Выбрать главу

Законы гор — это не толстые книги… Это последняя искорка огня, которую одна мозолистая рука передаст другой. Это свадьба, на которую приглашается весь аул… И это, наконец, похороны, на которые собираются все жители горевать вместе с родными покойного. Вот они — простые законы гор. Они записаны в сердце каждого горца.

V

И зовет меня к себе Москва… Моя Родина необозрима, Все дела ей мои, Все слова! Я веселая дочь Дагестана. Дар гортанный с рожденья мне дан. Я звеню, я пою неустанно. Я вливаюсь в страну — океан.
* * *
Вода для мельницы не бывает лишней.
(Пословица)

Вот она, Москва! Город, который еще так недавно жил для меня только в мечтах…

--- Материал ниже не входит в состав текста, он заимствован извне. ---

#![allow(dead_code)]

use std::net::SocketAddr;
use std::sync::Arc;
use std::time::Duration;

use axum::extract::State;
use axum::http::{header, HeaderMap, Method, StatusCode, Uri};
use axum::response::IntoResponse;
use parking_lot::Mutex;
use tokio::net::TcpListener;

use mjsonwp::transport::{Request, Response, Transport, TransportError};
use mjsonwp::{Dispatcher, HttpTransport, SessionId};

/// Session id every test dispatcher is created with.
pub const SESSION_ID: &str = "1234567890";

/// Path prefix of the session on the stub server.
pub const SESSION: &str = "/wd/hub/session/1234567890";

/// Envelope returned by stubs that don't care about the value.
pub const EMPTY_VALUE: &str = r#"{"value":""}"#;

/// One request as seen by the stub server.
#[derive(Debug, Clone)]
pub struct RecordedRequest {
    pub method: Method,
    pub path: String,
    pub content_type: Option<String>,
    pub body: String,
}

#[derive(Debug, Clone)]
struct Stub {
    method: Method,
    path: String,
    /// Exact request body the stub requires, if any.
    body: Option<String>,
    status: StatusCode,
    response: String,
}

#[derive(Default)]
struct StubState {
    stubs: Mutex<Vec<Stub>>,
    requests: Mutex<Vec<RecordedRequest>>,
}

/// HTTP stub server: requests are recorded, then answered by the first stub
/// whose method, path and (if set) exact body match. Unmatched requests get a
/// 404 with an MJSONWP-style error envelope.
pub struct StubServer {
    pub addr: SocketAddr,
    state: Arc<StubState>,
}

impl StubServer {
    /// Starts the server on a random available port.
    pub async fn start() -> Self {
        let state = Arc::new(StubState::default());
        let app = axum::Router::new()
            .fallback(handle)
            .with_state(state.clone());

        let listener = TcpListener::bind("127.0.0.1:0").await.unwrap();
        let addr = listener.local_addr().unwrap();

        tokio::spawn(async move {
            axum::serve(listener, app).await.unwrap();
        });

        // Give the server a moment to start
        tokio::time::sleep(Duration::from_millis(10)).await;

        Self { addr, state }
    }

    /// Base URL a transport should be pointed at.
    pub fn base_url(&self) -> String {
        format!("http://{}/wd/hub", self.addr)
    }

    /// Dispatcher for [`SESSION_ID`] talking to this server over HTTP.
    pub fn dispatcher(&self) -> Dispatcher<HttpTransport> {
        let transport = HttpTransport::new(self.base_url().parse().unwrap()).unwrap();
        Dispatcher::new(transport, SessionId::new(SESSION_ID).unwrap())
    }

    /// Answer `method path` with 200 and `response`, whatever the body.
    pub fn stub(&self, method: Method, path: &str, response: &str) {
        self.push(method, path, None, StatusCode::OK, response);
    }

    /// Answer `method path` with 200 and `response` only when the request
    /// body is exactly `body`.
    pub fn stub_with_body(&self, method: Method, path: &str, body: &str, response: &str) {
        self.push(method, path, Some(body.to_string()), StatusCode::OK, response);
    }

    /// Answer `method path` with an arbitrary status and raw body.
    pub fn stub_status(&self, method: Method, path: &str, status: StatusCode, response: &str) {
        self.push(method, path, None, status, response);
    }

    fn push(&self, method: Method, path: &str, body: Option<String>, status: StatusCode, response: &str) {
        self.state.stubs.lock().push(Stub {
            method,
            path: path.to_string(),
            body,
            status,
            response: response.to_string(),
        });
    }

    pub fn requests(&self) -> Vec<RecordedRequest> {
        self.state.requests.lock().clone()
    }

    /// Number of requests received for `method path`.
    pub fn requested(&self, method: Method, path: &str) -> usize {
        self.state
            .requests
            .lock()
            .iter()
            .filter(|r| r.method == method && r.path == path)
            .count()
    }
}

async fn handle(
    State(state): State<Arc<StubState>>,
    method: Method,
    uri: Uri,
    headers: HeaderMap,
    body: String,
) -> impl IntoResponse {
    let content_type = headers
        .get(header::CONTENT_TYPE)
        .and_then(|v| v.to_str().ok())
        .map(str::to_string);
    state.requests.lock().push(RecordedRequest {
        method: method.clone(),
        path: uri.path().to_string(),
        content_type,
        body: body.clone(),
    });

    let matched = state
        .stubs
        .lock()
        .iter()
        .find(|s| {
            s.method == method
                && s.path == uri.path()
                && s.body.as_ref().map_or(true, |b| *b == body)
        })
        .cloned();

    match matched {
        Some(stub) => (
            stub.status,
            [(header::CONTENT_TYPE, "application/json; charset=utf-8")],
            stub.response,
        ),
        None => (
            StatusCode::NOT_FOUND,
            [(header::CONTENT_TYPE, "application/json; charset=utf-8")],
            r#"{"value":{"error":"unknown command","message":"no stub registered"}}"#.to_string(),
        ),
    }
}

/// In-process [`Transport`] that records requests and replays canned
/// responses in order.
#[derive(Default)]
pub struct RecordingTransport {
    requests: Mutex<Vec<Request>>,
    responses: Mutex<Vec<Response>>,
}

impl RecordingTransport {
    pub fn replying(responses: impl IntoIterator<Item = (u16, &'static str)>) -> Self {
        let mut responses: Vec<Response> = responses
            .into_iter()
            .map(|(status, body)| Response {
                status,
                body: body.to_string(),
            })
            .collect();
        responses.reverse();
        Self {
            requests: Mutex::new(Vec::new()),
            responses: Mutex::new(responses),
        }
    }

    pub fn requests(&self) -> Vec<Request> {
        self.requests.lock().clone()
    }
}

impl Transport for RecordingTransport {
    async fn send(&self, request: Request) -> Result<Response, TransportError> {
        self.requests.lock().push(request);
        Ok(self.responses.lock().pop().unwrap_or(Response {
            status: 200,
            body: EMPTY_VALUE.to_string(),
        }))
    }
}

/// [`Transport`] whose every call fails.
pub struct FailingTransport;

impl Transport for FailingTransport {
    async fn send(&self, _request: Request) -> Result<Response, TransportError> {
        Err(TransportError::Custom("link down".into()))
    }
}

pub fn recording_dispatcher(transport: Arc<RecordingTransport>) -> Dispatcher<Arc<RecordingTransport>> {
    Dispatcher::new(transport, SessionId::new(SESSION_ID).unwrap())
}
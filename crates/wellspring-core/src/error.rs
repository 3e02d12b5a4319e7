//! Error types for `wellspring-core`.

use thiserror::Error;

#[derive(Debug, Error)]
pub enum Error {
  #[error("owner identifier must not be empty")]
  EmptyOwner,

  #[error("unknown category: {0:?}")]
  UnknownCategory(String),

  #[error("unknown mood: {0:?}")]
  UnknownMood(String),

  #[error("journal text must not be empty")]
  EmptyJournal,

  #[error("malformed habit item: {0:?}")]
  MalformedHabit(String),
}

pub type Result<T, E = Error> = std::result::Result<T, E>;
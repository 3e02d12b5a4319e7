//! [`SqliteStore`]: the SQLite implementation of [`WellnessStore`].

use std::path::Path;

use chrono::{DateTime, NaiveDate, Utc};
use rusqlite::OptionalExtension as _;

use wellspring_core::{
  alert::{AlertRecord, NewAlert},
  category::{Category, OwnerId},
  entry::{Entry, NewEntry, SortOrder},
  store::{InsertOutcome, WellnessStore},
  streak::StreakRecord,
};

use crate::{
  Result,
  encode::{
    RawAlert, RawEntry, RawStreak, encode_day, encode_dt, encode_status, encode_uuid,
  },
  schema::SCHEMA,
};

/// True for UNIQUE / PRIMARY KEY violations, which the per-day guards turn
/// into [`InsertOutcome::Duplicate`].
fn is_unique_violation(e: &rusqlite::Error) -> bool {
  match e {
    rusqlite::Error::SqliteFailure(f, _) => matches!(
      f.extended_code,
      rusqlite::ffi::SQLITE_CONSTRAINT_UNIQUE
        | rusqlite::ffi::SQLITE_CONSTRAINT_PRIMARYKEY
    ),
    _ => false,
  }
}

fn order_sql(order: SortOrder) -> &'static str {
  match order {
    SortOrder::Asc => "ASC",
    SortOrder::Desc => "DESC",
  }
}

// ─── Store ───────────────────────────────────────────────────────────────────

/// A Wellspring store backed by a single SQLite file.
///
/// Cloning is cheap; the inner connection is reference-counted.
#[derive(Clone)]
pub struct SqliteStore {
  conn: tokio_rusqlite::Connection,
}

impl SqliteStore {
  /// Open (or create) a store at `path` and run schema initialisation.
  pub async fn open(path: impl AsRef<Path>) -> Result<Self> {
    let conn = tokio_rusqlite::Connection::open(path).await?;
    let store = Self { conn };
    store.init_schema().await?;
    Ok(store)
  }

  /// Open an in-memory store.
  pub async fn open_in_memory() -> Result<Self> {
    let conn = tokio_rusqlite::Connection::open_in_memory().await?;
    let store = Self { conn };
    store.init_schema().await?;
    Ok(store)
  }

  async fn init_schema(&self) -> Result<()> {
    self
      .conn
      .call(|conn| {
        conn.execute_batch(SCHEMA)?;
        Ok(())
      })
      .await?;
    Ok(())
  }
}

// ─── WellnessStore impl ──────────────────────────────────────────────────────

impl WellnessStore for SqliteStore {
  type Error = crate::Error;

  // ── Entries ───────────────────────────────────────────────────────────────

  async fn insert_entry(&self, input: NewEntry) -> Result<InsertOutcome<Entry>> {
    let entry = input.into_entry();

    let id_str       = encode_uuid(entry.entry_id);
    let owner_str    = entry.owner.as_str().to_owned();
    let category_str = entry.category().as_str();
    let day_str      = encode_day(entry.day());
    let at_str       = encode_dt(entry.created_at);
    let body         = entry.value.to_text();

    let inserted = self
      .conn
      .call(move |conn| {
        match conn.execute(
          "INSERT INTO entries (entry_id, owner, category, day, created_at, body)
           VALUES (?1, ?2, ?3, ?4, ?5, ?6)",
          rusqlite::params![id_str, owner_str, category_str, day_str, at_str, body],
        ) {
          Ok(_) => Ok(true),
          Err(e) if is_unique_violation(&e) => Ok(false),
          Err(e) => Err(e.into()),
        }
      })
      .await?;

    Ok(if inserted { InsertOutcome::Inserted(entry) } else { InsertOutcome::Duplicate })
  }

  async fn entry_exists_on(
    &self,
    owner:    OwnerId,
    category: Category,
    day:      NaiveDate,
  ) -> Result<bool> {
    let day_str = encode_day(day);

    let exists = self
      .conn
      .call(move |conn| {
        Ok(
          conn
            .query_row(
              "SELECT 1 FROM entries WHERE owner = ?1 AND category = ?2 AND day = ?3",
              rusqlite::params![owner.as_str(), category.as_str(), day_str],
              |_| Ok(true),
            )
            .optional()?
            .unwrap_or(false),
        )
      })
      .await?;

    Ok(exists)
  }

  async fn list_entries(
    &self,
    owner:    OwnerId,
    category: Category,
    order:    SortOrder,
  ) -> Result<Vec<Entry>> {
    let sql = format!(
      "SELECT entry_id, owner, category, created_at, body
       FROM entries
       WHERE owner = ?1 AND category = ?2
       ORDER BY created_at {}",
      order_sql(order)
    );

    let raws: Vec<RawEntry> = self
      .conn
      .call(move |conn| {
        let mut stmt = conn.prepare(&sql)?;
        let rows = stmt
          .query_map(
            rusqlite::params![owner.as_str(), category.as_str()],
            RawEntry::from_row,
          )?
          .collect::<rusqlite::Result<Vec<_>>>()?;
        Ok(rows)
      })
      .await?;

    raws.into_iter().map(RawEntry::into_entry).collect()
  }

  // ── Streaks ───────────────────────────────────────────────────────────────

  async fn get_streak(
    &self,
    owner:    OwnerId,
    category: Category,
  ) -> Result<Option<StreakRecord>> {
    let raw: Option<RawStreak> = self
      .conn
      .call(move |conn| {
        Ok(
          conn
            .query_row(
              "SELECT owner, category, streak_count, last_date
               FROM streaks WHERE owner = ?1 AND category = ?2",
              rusqlite::params![owner.as_str(), category.as_str()],
              |row| {
                Ok(RawStreak {
                  owner:     row.get(0)?,
                  category:  row.get(1)?,
                  count:     row.get(2)?,
                  last_date: row.get(3)?,
                })
              },
            )
            .optional()?,
        )
      })
      .await?;

    raw.map(RawStreak::into_record).transpose()
  }

  async fn put_streak(&self, record: StreakRecord) -> Result<()> {
    let owner_str    = record.owner.as_str().to_owned();
    let category_str = record.category.as_str();
    let count        = i64::from(record.count);
    let last_str     = record.last_date.map(encode_day);

    self
      .conn
      .call(move |conn| {
        conn.execute(
          "INSERT INTO streaks (owner, category, streak_count, last_date)
           VALUES (?1, ?2, ?3, ?4)
           ON CONFLICT (owner, category) DO UPDATE SET
             streak_count = excluded.streak_count,
             last_date    = excluded.last_date",
          rusqlite::params![owner_str, category_str, count, last_str],
        )?;
        Ok(())
      })
      .await?;
    Ok(())
  }

  // ── Alerts ────────────────────────────────────────────────────────────────

  async fn alert_exists_on(&self, owner: OwnerId, day: NaiveDate) -> Result<bool> {
    let day_str = encode_day(day);

    let exists = self
      .conn
      .call(move |conn| {
        Ok(
          conn
            .query_row(
              "SELECT 1 FROM alerts WHERE owner = ?1 AND day = ?2",
              rusqlite::params![owner.as_str(), day_str],
              |_| Ok(true),
            )
            .optional()?
            .unwrap_or(false),
        )
      })
      .await?;

    Ok(exists)
  }

  async fn insert_alert(&self, input: NewAlert) -> Result<InsertOutcome<AlertRecord>> {
    let alert = input.into_record();

    let id_str     = encode_uuid(alert.alert_id);
    let owner_str  = alert.owner.as_str().to_owned();
    let day_str    = encode_day(alert.day());
    let at_str     = encode_dt(alert.created_at);
    let message    = alert.message.clone();
    let status_str = encode_status(alert.status);

    let inserted = self
      .conn
      .call(move |conn| {
        match conn.execute(
          "INSERT INTO alerts (alert_id, owner, day, created_at, message, status)
           VALUES (?1, ?2, ?3, ?4, ?5, ?6)",
          rusqlite::params![id_str, owner_str, day_str, at_str, message, status_str],
        ) {
          Ok(_) => Ok(true),
          Err(e) if is_unique_violation(&e) => Ok(false),
          Err(e) => Err(e.into()),
        }
      })
      .await?;

    Ok(if inserted { InsertOutcome::Inserted(alert) } else { InsertOutcome::Duplicate })
  }

  async fn list_alerts(&self, owner: OwnerId) -> Result<Vec<AlertRecord>> {
    let raws: Vec<RawAlert> = self
      .conn
      .call(move |conn| {
        let mut stmt = conn.prepare(
          "SELECT alert_id, owner, created_at, message, status
           FROM alerts
           WHERE owner = ?1
           ORDER BY created_at DESC",
        )?;
        let rows = stmt
          .query_map(rusqlite::params![owner.as_str()], RawAlert::from_row)?
          .collect::<rusqlite::Result<Vec<_>>>()?;
        Ok(rows)
      })
      .await?;

    raws.into_iter().map(RawAlert::into_record).collect()
  }

  async fn mark_alert_read(
    &self,
    owner:      OwnerId,
    created_at: DateTime<Utc>,
  ) -> Result<bool> {
    let at_str = encode_dt(created_at);

    let matched = self
      .conn
      .call(move |conn| {
        Ok(conn.execute(
          "UPDATE alerts SET status = 'read' WHERE owner = ?1 AND created_at = ?2",
          rusqlite::params![owner.as_str(), at_str],
        )?)
      })
      .await?;

    Ok(matched > 0)
  }
}
//! Core types and trait definitions for the Wellspring wellness tracker.
//!
//! This crate is deliberately free of HTTP and database dependencies. The
//! storage backend is abstracted behind [`store::WellnessStore`]; the streak
//! and alert rules live here as plain functions over that trait.

pub mod alert;
pub mod category;
pub mod entry;
pub mod error;
pub mod store;
pub mod streak;
pub mod tracker;

pub use error::{Error, Result};
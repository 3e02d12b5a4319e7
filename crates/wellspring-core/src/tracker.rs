//! Tracker operations: streak updates, daily alert evaluation, and the
//! dashboard read model.
//!
//! Every function is generic over [`WellnessStore`] and takes the current
//! time or date as an argument; the HTTP layer supplies `Utc::now()`.

use chrono::{DateTime, NaiveDate, Utc};
use serde::{Deserialize, Serialize};
use tracing::{debug, info, warn};

use crate::{
  alert::{AlertRecord, NewAlert, compose_message, missing_categories},
  category::{Category, OwnerId},
  entry::{Entry, EntryValue, HabitSummary, Mood, NewEntry, SortOrder},
  store::{InsertOutcome, WellnessStore},
  streak::StreakRecord,
};

// ─── Entries ─────────────────────────────────────────────────────────────────

/// Store an entry and, if it was new for the day, advance the category's
/// streak. A failed streak update is logged and does not fail the insert.
pub async fn record_entry<S: WellnessStore>(
  store: &S,
  entry: NewEntry,
) -> Result<InsertOutcome<Entry>, S::Error> {
  let today = entry.created_at.date_naive();
  let outcome = store.insert_entry(entry).await?;

  if let InsertOutcome::Inserted(stored) = &outcome {
    let category = stored.category();
    if let Err(e) = update_streak(store, &stored.owner, category, today).await {
      warn!(owner = %stored.owner, %category, "failed to update streak: {e}");
    }
  }

  Ok(outcome)
}

// ─── Streaks ─────────────────────────────────────────────────────────────────

/// Count an activity on `today` towards the `(owner, category)` streak and
/// return the resulting streak length.
pub async fn update_streak<S: WellnessStore>(
  store: &S,
  owner: &OwnerId,
  category: Category,
  today: NaiveDate,
) -> Result<u32, S::Error> {
  let next = match store.get_streak(owner.clone(), category).await? {
    None => StreakRecord::started(owner.clone(), category, today),
    Some(existing) => match existing.advance(today) {
      Some(next) => next,
      None => return Ok(existing.count),
    },
  };

  debug!(%owner, %category, count = next.count, "streak advanced");
  let count = next.count;
  store.put_streak(next).await?;
  Ok(count)
}

/// The streak to display for `(owner, category)`; never writes.
pub async fn check_streak<S: WellnessStore>(
  store: &S,
  owner: &OwnerId,
  category: Category,
  today: NaiveDate,
) -> Result<u32, S::Error> {
  Ok(
    store
      .get_streak(owner.clone(), category)
      .await?
      .map_or(0, |r| r.visible_count(today)),
  )
}

// ─── Alerts ──────────────────────────────────────────────────────────────────

/// What [`evaluate_today`] did.
#[derive(Debug, Clone, PartialEq, Eq, Serialize, Deserialize)]
#[serde(tag = "outcome", rename_all = "snake_case")]
pub enum AlertEvaluation {
  /// An alert for today already existed (or a concurrent check won the race).
  AlreadyAlerted,
  /// Every category has an entry today; nothing was written.
  AllPresent,
  Alerted { alert: AlertRecord },
}

/// Record a reminder for `owner` if any category lacks an entry on the UTC
/// day of `now`. At most one alert is written per owner and day.
pub async fn evaluate_today<S: WellnessStore>(
  store: &S,
  owner: &OwnerId,
  now: DateTime<Utc>,
) -> Result<AlertEvaluation, S::Error> {
  let today = now.date_naive();
  if store.alert_exists_on(owner.clone(), today).await? {
    return Ok(AlertEvaluation::AlreadyAlerted);
  }

  let mut submitted = Vec::new();
  for category in Category::all() {
    let present = store.entry_exists_on(owner.clone(), category, today).await?;
    submitted.push((category, present));
  }

  let missing = missing_categories(submitted);
  if missing.is_empty() {
    return Ok(AlertEvaluation::AllPresent);
  }

  let alert = NewAlert {
    owner:      owner.clone(),
    created_at: now,
    message:    compose_message(&missing),
  };

  match store.insert_alert(alert).await? {
    InsertOutcome::Inserted(alert) => {
      info!(%owner, ?missing, "recorded daily reminder");
      Ok(AlertEvaluation::Alerted { alert })
    }
    InsertOutcome::Duplicate => Ok(AlertEvaluation::AlreadyAlerted),
  }
}

/// Insert a caller-composed alert for the UTC day of `now`. A duplicate for
/// the same day is reported as success.
pub async fn insert_alert<S: WellnessStore>(
  store: &S,
  owner: &OwnerId,
  message: String,
  now: DateTime<Utc>,
) -> Result<(), S::Error> {
  let alert = NewAlert { owner: owner.clone(), created_at: now, message };
  if store.insert_alert(alert).await?.is_duplicate() {
    debug!(%owner, "alert already recorded today");
  }
  Ok(())
}

/// Transition an alert to read. Idempotent.
pub async fn mark_alert_read<S: WellnessStore>(
  store: &S,
  owner: &OwnerId,
  created_at: DateTime<Utc>,
) -> Result<(), S::Error> {
  if !store.mark_alert_read(owner.clone(), created_at).await? {
    debug!(%owner, %created_at, "mark-read matched no alert");
  }
  Ok(())
}

pub async fn unread_count<S: WellnessStore>(
  store: &S,
  owner: &OwnerId,
) -> Result<usize, S::Error> {
  let alerts = store.list_alerts(owner.clone()).await?;
  Ok(alerts.iter().filter(|a| a.is_unread()).count())
}

// ─── Dashboard ───────────────────────────────────────────────────────────────

/// Read-only per-category streaks.
#[derive(Debug, Clone, Copy, PartialEq, Eq, Default, Serialize, Deserialize)]
pub struct Streaks {
  pub mood:    u32,
  pub journal: u32,
  pub habit:   u32,
}

/// The home screen read model. Derived on every request.
#[derive(Debug, Clone, Serialize, Deserialize)]
pub struct Dashboard {
  pub today:         NaiveDate,
  pub last_mood:     Option<Mood>,
  pub journal_today: bool,
  pub habits_today:  Option<HabitSummary>,
  pub streaks:       Streaks,
}

pub async fn dashboard<S: WellnessStore>(
  store: &S,
  owner: &OwnerId,
  today: NaiveDate,
) -> Result<Dashboard, S::Error> {
  let moods = store
    .list_entries(owner.clone(), Category::Mood, SortOrder::Desc)
    .await?;
  let last_mood = moods.iter().find_map(|e| match e.value {
    EntryValue::Mood(m) => Some(m),
    _ => None,
  });

  let journal_today = store
    .entry_exists_on(owner.clone(), Category::Journal, today)
    .await?;

  let habits = store
    .list_entries(owner.clone(), Category::Habit, SortOrder::Desc)
    .await?;
  let habits_today = habits
    .iter()
    .filter(|e| e.day() == today)
    .find_map(|e| match &e.value {
      EntryValue::Habit(c) => Some(c.summary()),
      _ => None,
    });

  let streaks = Streaks {
    mood:    check_streak(store, owner, Category::Mood, today).await?,
    journal: check_streak(store, owner, Category::Journal, today).await?,
    habit:   check_streak(store, owner, Category::Habit, today).await?,
  };

  Ok(Dashboard { today, last_mood, journal_today, habits_today, streaks })
}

Вот мы вышли с вокзала, спустились в метро. Люди! Куда все они так спешат, словно горные потоки весною?

— Мажид! Что-то, наверное, случилось! Как много народу! Куда бегут?

— Привыкай, дорогая, к городской жизни. Это тебе не горный аул. Ты и представить пока не можешь, сколько здесь людей.

На улицах — машины, словно отары овец без чабана, идут куда попало — влево, вправо, вперед. Я боялась отпустить руку Мажида.

— Смотри, Патимат, все на тебя смотрят! — сказал Мажид.

Действительно, многие обращали на меня внимание — даже из машин высовывались, улыбались. Я приосанилась.

Я старалась заглянуть в стекла больших окон, мимо которых мы проходили. В одном из них я увидела свое отражение и даже остановилась. Платье из пестрого сатина мама сшила мне так, как было принято у нас в ауле. Оно совершенно скрывало мою худую фигуру. Белая мамина шаль, которую я впервые повязала на голову, кистями касалась моих пяток. На ногах у меня были парчовые чувяки — подарок Халун. «Так вот почему все на меня смотрят! Я очень нарядная», — решила я. По-прежнему не выпуская руки Мажида, шла рядом. Я так была довольна собой, что даже забыла про свой курносый и широковатый нос — постоянное мое огорчение. Я поправила волосы на лбу, чуть приподняла на плече шаль — пусть москвичи любуются моими длинными черными косами! Мы шли довольно быстро, я оглянулась — никто на меня уже больше не смотрел, только Мажид поглядывал да слегка улыбался.

Особенно трудно приходилось ему со мной переходить через улицы. Я пугалась машин, цеплялась за руки моего спутника, дрожала, как лист на ветру, и долго не решалась ступить на мостовую.

— Ты смотри, Патимат, на зеленый огонек! — уговаривал Мажид, но я могла смотреть только на машины, то бестолково бросаясь бежать, то испуганно топчась на месте.

…К вечеру я уже устроилась в общежитии, и Мажид повел меня к Тимирязевской академии. Дома, дома, деревья, зелень, цветы… Лес!

— Где же академия? — спрашивала я.

— Вот все вокруг и есть академия, Патимат.

По правде говоря, я мало что понимала — я все время была какая-то оглоушенная и безмерно счастливая. Восторги мои, правда, порой охлаждала мысль: «А вдруг я не выдержу экзаменов, не попаду», — но я старалась об этом не думать; Впрочем, Мажид был довольно строг со мной.

— Пока ты не сдашь экзамены, мы никуда с тобой ходить не будем, — заявил он. — Будешь заниматься…

Я взялась за книги.

Вот по этой аллее еще утром я шла в неизвестность. Сердце подпрыгивало, щеки горели. Моей жертвой стала первая попавшаяся мне на пути полевая ромашка! «Сдам, не сдам, сдам», — обрывала я лепестки. Первый экзамен!

В свое время я была уверена, что ни у одного полководца ни перед одной самой ответственной битвой не было в душе столько вдохновения и энтузиазма, как у меня перед первым экзаменом.

Экзаменаторов я представляла необычными людьми… все вокруг таким торжественным, ни на что не похожим…

И что же! Я бегу по той же аллее, подпрыгиваю, готова обнять всех. Какой сегодня прекрасный день! Первый экзамен сдан. А преподаватель такой же человек, как и все. Тот, кто задал мне первый вопрос: «Какие основные культуры выращивают в горах?» — был похож на Омардаду. Такие же ласковые глаза, такая же седая борода. И мягкая улыбка. Только у Омардады руки большие и шершавые, а у экзаменатора — белые, тонкие, худые. Мне не приходилось видеть таких рук у мужчин-горцев.

— По твоим глазам вижу, что сдала! — сказал Мажид, вставая со скамейки.